Projeto tradicional da UEL oferece capacitação em análise de dados para estudantes e pesquisadores
Com foco em Ciências Humanas e Sociais, o InfoSoc prepara abertura de inscrições para curso semipresencial voltado ao aprendizado de Python, linguagem R e uso ético de Inteligência Artificial

A Universidade Estadual de Londrina (UEL) se prepara para abrir, entre o final de agosto e o início de setembro, as inscrições para o InfoSoc, um projeto de extensão do Departamento de Ciências Sociais focado em análise de dados. Atuando de forma semipresencial no segundo semestre, a iniciativa é aberta a estudantes de todas as áreas do conhecimento e oferece certificação válida como atividade acadêmica complementar. O treinamento tem como propósito principal introduzir conceitos essenciais de programação e manipulação estatística voltados para a investigação acadêmica.

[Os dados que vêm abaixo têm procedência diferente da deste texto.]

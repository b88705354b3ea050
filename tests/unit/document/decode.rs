use std::io::Write as _;

use prost::Message;

use crate::document::decode::{decode_movie, decode_movie_bytes};
use crate::document::proto::{MovieEntity, MovieParams};
use crate::foundation::error::SvgaError;

fn sample_movie() -> MovieEntity {
    MovieEntity {
        version: "2.0.0".into(),
        params: Some(MovieParams {
            view_box_width: 100.0,
            view_box_height: 80.0,
            fps: 20,
            frames: 12,
        }),
        ..Default::default()
    }
}

/// Wrap a protobuf payload the way the file format does: 2-byte compression
/// marker, then a raw deflate stream.
fn pack(payload: &[u8]) -> Vec<u8> {
    let mut out = vec![0x78, 0x9c];
    let mut enc = flate2::write::DeflateEncoder::new(&mut out, flate2::Compression::default());
    enc.write_all(payload).unwrap();
    enc.finish().unwrap();
    out
}

#[test]
fn packed_movie_round_trips() {
    let _ = tracing_subscriber::fmt().with_test_writer().try_init();
    let movie = sample_movie();
    let decoded = decode_movie_bytes(&pack(&movie.encode_to_vec())).unwrap();
    assert_eq!(decoded.version, "2.0.0");
    let params = decoded.params.unwrap();
    assert_eq!(params.fps, 20);
    assert_eq!(params.frames, 12);
    assert_eq!(params.view_box_width, 100.0);
}

#[test]
fn reader_source_decodes_like_a_slice() {
    let bytes = pack(&sample_movie().encode_to_vec());
    let decoded = decode_movie(std::io::Cursor::new(bytes)).unwrap();
    assert_eq!(decoded.version, "2.0.0");
}

#[test]
fn truncated_marker_is_a_header_error() {
    assert!(matches!(
        decode_movie_bytes(&[0x78]),
        Err(SvgaError::BadHeader)
    ));
    assert!(matches!(decode_movie_bytes(&[]), Err(SvgaError::BadHeader)));
}

#[test]
fn garbage_after_the_marker_is_an_inflate_error() {
    let bytes = [0x78, 0x9c, 0xde, 0xad, 0xbe, 0xef, 0x00, 0x01];
    assert!(matches!(
        decode_movie_bytes(&bytes),
        Err(SvgaError::Inflate(_))
    ));
}

#[test]
fn valid_deflate_of_non_protobuf_is_a_schema_error() {
    let bytes = pack(b"not a protobuf payload");
    assert!(matches!(
        decode_movie_bytes(&bytes),
        Err(SvgaError::Schema(_))
    ));
}

#[test]
fn movie_without_params_is_rejected() {
    let movie = MovieEntity {
        version: "2.0.0".into(),
        ..Default::default()
    };
    assert!(matches!(
        decode_movie_bytes(&pack(&movie.encode_to_vec())),
        Err(SvgaError::Schema(_))
    ));
}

Coordenado pelo professor Ronaldo Baltar, o projeto serve como uma introdução prática a ferramentas altamente requisitadas no mercado e na academia, como as linguagens Python e R. O programa capacita os alunos a organizarem dados sociais, estruturarem gráficos e utilizarem bases de dados públicas — a exemplo das plataformas do IBGE e do SUS. De acordo com o coordenador, a capacitação preenche uma lacuna importante nas Ciências Humanas, onde pesquisadores, docentes e discentes ainda costumam manifestar certo distanciamento ou desconforto no tratamento quantitativo de informações.
Com uma trajetória histórica que completou três décadas, o InfoSoc testemunhou a própria evolução da informática no campus. Criada em 1994, a iniciativa começou quando a universidade contava com poucos computadores, organizando os interessados por listas de e-mails. Ao longo dos anos, o cenário se inverteu: se no início era preciso convencer os acadêmicos de que a computação era viável para pesquisas humanas, hoje a alta demanda parte organicamente dos próprios alunos, impulsionada pela necessidade de lidar com novas tecnologias.

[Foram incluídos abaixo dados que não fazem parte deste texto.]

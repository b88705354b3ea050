//! Playback runtime: the frame timeline, audio cue scheduling and the
//! host-facing session that ties a document, its geometry cache and the
//! host sinks together.

pub mod audio;
pub mod session;
pub mod sink;
pub mod timeline;
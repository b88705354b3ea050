//! Container decoding and the decoded animation document.
//!
//! The SVGA container is a 2-byte compression marker followed by a raw
//! deflate stream whose payload is a protobuf-encoded [`proto::MovieEntity`].
//! [`decode`] turns raw bytes into that entity, [`resources`] partitions the
//! embedded binaries into images and audio, and [`movie::MovieDocument`] is
//! the immutable root value the rest of the crate works from.

pub mod decode;
pub mod movie;
pub mod proto;
pub mod resources;
use std::collections::HashMap;

use crate::document::proto::{AudioEntity, MovieEntity};
use crate::document::resources::{AudioFormat, classify, sniff_audio_format};

fn movie_with(blobs: &[(&str, &[u8])], audio_keys: &[&str]) -> MovieEntity {
    let mut images = HashMap::new();
    for (key, bytes) in blobs {
        images.insert((*key).to_string(), bytes.to_vec());
    }
    MovieEntity {
        images,
        audios: audio_keys
            .iter()
            .map(|key| AudioEntity {
                audio_key: (*key).to_string(),
                ..Default::default()
            })
            .collect(),
        ..Default::default()
    }
}

#[test]
fn audio_key_membership_wins_over_signature() {
    // A blob that sniffs as PNG-ish still classifies as audio when an audio
    // record names its key.
    let movie = movie_with(
        &[("a", b"\x89PNG\r\n\x1a\n"), ("b", b"RIFFxxxxWAVEdata")],
        &["a"],
    );
    let (images, audios) = classify(&movie);
    assert!(audios.contains_key("a"));
    assert!(images.contains_key("b"));
    assert_eq!(images.len(), 1);
    assert_eq!(audios.len(), 1);
}

#[test]
fn tiny_blobs_are_dropped() {
    let movie = movie_with(&[("stub", b"abc"), ("ok", b"abcd")], &[]);
    let (images, audios) = classify(&movie);
    assert!(!images.contains_key("stub"));
    assert!(images.contains_key("ok"));
    assert!(audios.is_empty());
}

#[test]
fn signature_table_recognizes_common_containers() {
    assert_eq!(sniff_audio_format(b"RIFFxxxxWAVEdata"), AudioFormat::Wav);
    assert_eq!(sniff_audio_format(b"OggS\x00\x02"), AudioFormat::Ogg);
    assert_eq!(sniff_audio_format(b"ID3\x04\x00"), AudioFormat::Mpeg);
    assert_eq!(sniff_audio_format(&[0xFF, 0xFB, 0x90, 0x00]), AudioFormat::Mpeg);
    assert_eq!(sniff_audio_format(&[0xFF, 0xF3, 0x90, 0x00]), AudioFormat::Mpeg);
    assert_eq!(sniff_audio_format(&[0xFF, 0xF1, 0x50, 0x80]), AudioFormat::Aac);
    assert_eq!(sniff_audio_format(b"????"), AudioFormat::Unknown);
    assert_eq!(sniff_audio_format(b"Og"), AudioFormat::Unknown);
}

#[test]
fn riff_without_wave_is_not_wav() {
    assert_eq!(sniff_audio_format(b"RIFFxxxxAVI LIST"), AudioFormat::Unknown);
}

#[test]
fn extensions_follow_the_format() {
    assert_eq!(AudioFormat::Wav.extension(), "wav");
    assert_eq!(AudioFormat::Ogg.extension(), "ogg");
    assert_eq!(AudioFormat::Mpeg.extension(), "mpeg");
    assert_eq!(AudioFormat::Aac.extension(), "aac");
    assert_eq!(AudioFormat::Unknown.extension(), "bin");
}
//! A stand-in for a virtual try-on (VTON) model server. It speaks the same
//! HTTP protocol as the real thing but answers every request with a drawn
//! placeholder, so clients can be tested without a GPU.

pub mod config;
pub mod render;
pub mod server;
pub mod source;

Diante do cenário contemporâneo, o projeto também incorporou debates sobre o impacto da Inteligência Artificial nas pesquisas científicas. O professor Baltar ressalta que, embora a tecnologia não deva substituir o esforço intelectual ou ser associada ao plágio, o uso correto e ético da IA tem o poder de potencializar significativamente o ritmo de estudos e o desenvolvimento profissional. Os interessados em participar dos encontros — que ocorrerão de forma híbrida com aulas presenciais aos sábados — poderão efetuar a inscrição diretamente pelo site oficial da ação ou via e-mail institucional do coordenador.